CHEV'S SOAPBOX HERITAGE: Above shows a 1934 Chevrolet soapbox car which won the Indianapolis Soapbox Derby in the same year.

A Soapbox Challenge over September 22/23 2012 will be part of the historic Kop Hill Climb event in Princes Risborough, England, which was closed in 1925 but  revived in 2009.

Chevrolet’s iconic sports car, the Corvette, was named by former journalist and photographer Myron Scott, in Ohio, USA. Scott suggested using a non-animal moniker beginning with the letter "C" and the sports car name has continued for 60 years.

Scott is also known for creating the Soapbox derby itself after seeing youngsters making their own cars in his home city. He later set up the annual Dayton Soapbox Derby, believed to have been the world's first.

CHILD RACERS


Like the event at Kop Hill, Chevrolet has kept close ties as the US automaker celebrates the 60th anniversary of the Corvette. Chevrolet UK managing director Mark Terry said: “Grassroots motorsport is very much part of Chevrolet's DNA. As indeed is the pioneering spirit of great engineers.

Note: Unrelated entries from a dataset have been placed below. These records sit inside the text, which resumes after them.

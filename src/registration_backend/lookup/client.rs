use async_trait::async_trait;
use reqwest::Client;
use serde::Deserialize;
use url::Url;

use crate::registration_backend::record::types::CustomerLookupResult;
use crate::utils::http::{build_client, HttpTimeouts};

#[derive(Debug, Clone, PartialEq)]
pub enum LookupOutcome {
    Found(CustomerLookupResult),
    NotFound,
}

#[async_trait]
pub trait CustomerLookup: Send + Sync {
    async fn find_by_phone(&self, phone: &str) -> Result<LookupOutcome, String>;
}

#[derive(Deserialize)]
struct LookupResponse {
    success: bool,
    data: Option<CustomerLookupResult>,
}

/// Calls `GET {base}/api/customer/{phone}`.
pub struct CustomerLookupClient {
    client: Client,
    base_url: Url,
}

impl CustomerLookupClient {
    pub fn new(base_url: Url, timeouts: HttpTimeouts) -> Result<Self, String> {
        let client = build_client(timeouts)?;

        Ok(Self { client, base_url })
    }

    fn customer_url(&self, phone: &str) -> Result<Url, String> {
        let mut url = self.base_url.clone();
        url.path_segments_mut()
            .map_err(|_| format!("{} cannot be a base URL", self.base_url))?
            .pop_if_empty()
            .extend(["api", "customer", phone]);
        Ok(url)
    }
}

#[async_trait]
impl CustomerLookup for CustomerLookupClient {
    async fn find_by_phone(&self, phone: &str) -> Result<LookupOutcome, String> {
        let resp = self
            .client
            .get(self.customer_url(phone)?)
            .send()
            .await
            .map_err(|e| format!("Request failed: {}", e))?;

        if !resp.status().is_success() {
            return Err(format!("Server error: {}", resp.status().as_u16()));
        }

        let body: LookupResponse = resp
            .json()
            .await
            .map_err(|e| format!("Failed to parse response JSON: {}", e))?;

        match (body.success, body.data) {
            (true, Some(customer)) => Ok(LookupOutcome::Found(customer)),
            _ => Ok(LookupOutcome::NotFound),
        }
    }
}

"The teams designing the soapboxes for Kop Hill may well go on to be the innovators of tomorrow and Chevrolet is a brand that stands firmly behind supporting talented youth.”

The challenge is open to competitors aged 10-17 who will be invited to participate in the design, construction, maintenance and racing of a soapbox cart. Entrants will compete as part of teams with a maximum of six members. The Soapboxes will be evaluated on their engineering, aesthetics and overall performance.